RECORDS SHOWN =
#####

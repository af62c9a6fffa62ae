/// PSQR DID syntax
///
/// DIDs look like `did:psqr:{hostname}/{path}` or the equivalent colon form
/// `did:psqr:{hostname}:{path}`. Because `:` and `/` collide with cache key
/// and filesystem conventions, DIDs are transliterated (`:` -> `!`,
/// `/` -> `^`) before being used as keys, which is why those two characters
/// are banned from the DIDs themselves. Everything in this module is a pure
/// function of the input string.

use crate::error::{BroadcasterError, BroadcasterResult};

/// Drop the `#fragment` (key name) from a DID, keeping the first run of
/// non-`#` characters.
pub fn strip_fragment(did: &str) -> &str {
    did.split('#').find(|part| !part.is_empty()).unwrap_or("")
}

/// Split a KID into its owning DID and key name.
///
/// `did:psqr:example.com#admin` -> `("did:psqr:example.com", Some("admin"))`.
/// A KID without a fragment has no key name.
pub fn split_kid(kid: &str) -> (&str, Option<&str>) {
    match kid.find('#') {
        Some(idx) => (&kid[..idx], Some(&kid[idx + 1..])),
        None => (kid, None),
    }
}

/// Transliterate a DID into its cache key form: fragment dropped, `:` -> `!`
/// and `/` -> `^`.
///
/// The mapping is reversible only because `!` and `^` never appear in a
/// valid DID; inputs containing them are rejected outright.
pub fn cache_key(did: &str) -> BroadcasterResult<String> {
    if did.contains('!') || did.contains('^') {
        return Err(BroadcasterError::InvalidDidSyntax(
            "DID cannot contain the characters ! or ^".to_string(),
        ));
    }

    Ok(strip_fragment(did).replace(':', "!").replace('/', "^"))
}

/// Undo [`cache_key`], recovering the bare DID.
pub fn from_cache_key(key: &str) -> String {
    key.replace('!', ":").replace('^', "/")
}

/// Derive the HTTPS URL an identity document is served from, given the
/// transliterated cache key form of its DID.
///
/// The first two segments (`did`, the method) are dropped; what remains is
/// the hostname and path. Colon-form DIDs resolve to a `/.well-known/psqr`
/// document under that path, slash-form DIDs resolve to the path itself:
///
/// - `did!psqr!example.com` -> `https://example.com/.well-known/psqr`
/// - `did!psqr!example.com!u!alice` -> `https://example.com/u/alice/.well-known/psqr`
/// - `did!psqr!example.com^u^alice` -> `https://example.com/u/alice`
pub fn fetch_url(key: &str) -> BroadcasterResult<String> {
    if key.contains(':') || key.contains('/') {
        return Err(BroadcasterError::InvalidDidSyntax(
            "expected the transliterated form of the DID".to_string(),
        ));
    }

    let restored = key.replace('^', "/");
    let segments: Vec<&str> = restored.split('!').filter(|s| !s.is_empty()).collect();

    if segments.len() < 3 {
        return Err(BroadcasterError::InvalidDidSyntax(
            "unable to parse DID, expected did:psqr:{hostname}/{path}".to_string(),
        ));
    }

    let paths = &segments[2..];

    if !paths[0].contains('/') {
        return Ok(format!("https://{}/.well-known/psqr", paths.join("/")));
    }

    Ok(format!("https://{}", paths.join("/")))
}

/// Path segments under the hosting domain, used to place identity records
/// on disk: `did:psqr:example.com:u:alice` and
/// `did:psqr:example.com/u/alice` both yield `["u", "alice"]`.
///
/// Also returns the `did:{method}:{hostname}` prefix the segments hang off,
/// which callers match against the configured accepted domains.
pub fn storage_segments(did: &str) -> BroadcasterResult<(String, Vec<String>)> {
    let bare = strip_fragment(did);
    let colon_parts: Vec<&str> = bare.split(':').filter(|s| !s.is_empty()).collect();

    if colon_parts.len() < 3 {
        return Err(BroadcasterError::InvalidDidSyntax(
            "unable to parse DID, expected did:psqr:{hostname}/{path}".to_string(),
        ));
    }

    let domain = colon_parts[..3].join(":");

    if let Some((prefix, path)) = domain.split_once('/') {
        // slash form: the hostname segment carries the rest of the path
        let segments = path
            .split('/')
            .filter(|s| !s.is_empty())
            .map(str::to_string)
            .collect();
        return Ok((prefix.to_string(), segments));
    }

    // colon form: everything after the hostname is a path segment
    let segments = colon_parts[3..].iter().map(|s| s.to_string()).collect();
    Ok((domain, segments))
}

#[cfg(test)]
mod tests {
    use super::*;

    #[test]
    fn test_strip_fragment() {
        assert_eq!(
            strip_fragment("did:psqr:example.com#admin"),
            "did:psqr:example.com"
        );
        assert_eq!(strip_fragment("did:psqr:example.com"), "did:psqr:example.com");
        assert_eq!(
            strip_fragment("did:psqr:example.com/u/alice#publish"),
            "did:psqr:example.com/u/alice"
        );
    }

    #[test]
    fn test_split_kid() {
        assert_eq!(
            split_kid("did:psqr:example.com#curate"),
            ("did:psqr:example.com", Some("curate"))
        );
        assert_eq!(split_kid("did:psqr:example.com"), ("did:psqr:example.com", None));
        // only the first # separates the key name
        assert_eq!(split_kid("did:psqr:a#b#c"), ("did:psqr:a", Some("b#c")));
    }

    #[test]
    fn test_cache_key_transliteration() {
        assert_eq!(
            cache_key("did:psqr:example.com:u:alice").unwrap(),
            "did!psqr!example.com!u!alice"
        );
        assert_eq!(
            cache_key("did:psqr:example.com/u/alice").unwrap(),
            "did!psqr!example.com^u^alice"
        );
    }

    #[test]
    fn test_cache_key_drops_fragment() {
        assert_eq!(
            cache_key("did:psqr:example.com/u/alice#publish").unwrap(),
            "did!psqr!example.com^u^alice"
        );
    }

    #[test]
    fn test_cache_key_rejects_reserved_characters() {
        assert!(matches!(
            cache_key("did:psqr:bad!domain"),
            Err(BroadcasterError::InvalidDidSyntax(_))
        ));
        assert!(matches!(
            cache_key("did:psqr:bad^domain"),
            Err(BroadcasterError::InvalidDidSyntax(_))
        ));
    }

    #[test]
    fn test_cache_key_round_trip() {
        let did = "did:psqr:example.com/u/alice";
        assert_eq!(from_cache_key(&cache_key(did).unwrap()), did);
    }

    #[test]
    fn test_fetch_url_colon_form_gets_well_known() {
        assert_eq!(
            fetch_url("did!psqr!example.com!u!alice").unwrap(),
            "https://example.com/u/alice/.well-known/psqr"
        );
    }

    #[test]
    fn test_fetch_url_slash_form_is_direct() {
        assert_eq!(
            fetch_url("did!psqr!example.com^u^alice").unwrap(),
            "https://example.com/u/alice"
        );
    }

    #[test]
    fn test_fetch_url_bare_domain() {
        assert_eq!(
            fetch_url("did!psqr!example.com").unwrap(),
            "https://example.com/.well-known/psqr"
        );
    }

    #[test]
    fn test_fetch_url_rejects_untransliterated_input() {
        assert!(matches!(
            fetch_url("did:psqr:example.com"),
            Err(BroadcasterError::InvalidDidSyntax(_))
        ));
    }

    #[test]
    fn test_fetch_url_rejects_too_few_segments() {
        assert!(matches!(
            fetch_url("did!psqr"),
            Err(BroadcasterError::InvalidDidSyntax(_))
        ));
        assert!(matches!(
            fetch_url("deadbeef^cafe"),
            Err(BroadcasterError::InvalidDidSyntax(_))
        ));
    }

    #[test]
    fn test_storage_segments_colon_form() {
        let (domain, segments) = storage_segments("did:psqr:example.com:u:alice").unwrap();
        assert_eq!(domain, "did:psqr:example.com");
        assert_eq!(segments, vec!["u", "alice"]);
    }

    #[test]
    fn test_storage_segments_slash_form() {
        let (domain, segments) = storage_segments("did:psqr:example.com/u/alice").unwrap();
        assert_eq!(domain, "did:psqr:example.com");
        assert_eq!(segments, vec!["u", "alice"]);
    }

    #[test]
    fn test_storage_segments_bare_domain() {
        let (domain, segments) = storage_segments("did:psqr:example.com").unwrap();
        assert_eq!(domain, "did:psqr:example.com");
        assert!(segments.is_empty());
    }

    #[test]
    fn test_storage_segments_rejects_short_dids() {
        assert!(storage_segments("did:psqr").is_err());
    }
}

#####

YOUR ASSIGNMENT =
Lines from the entries that contain the word "identity" are what the answer must hold.

ANSWER SPACE =
/// Derive the HTTPS URL an identity document is served from, given the
/// Path segments under the hosting domain, used to place identity records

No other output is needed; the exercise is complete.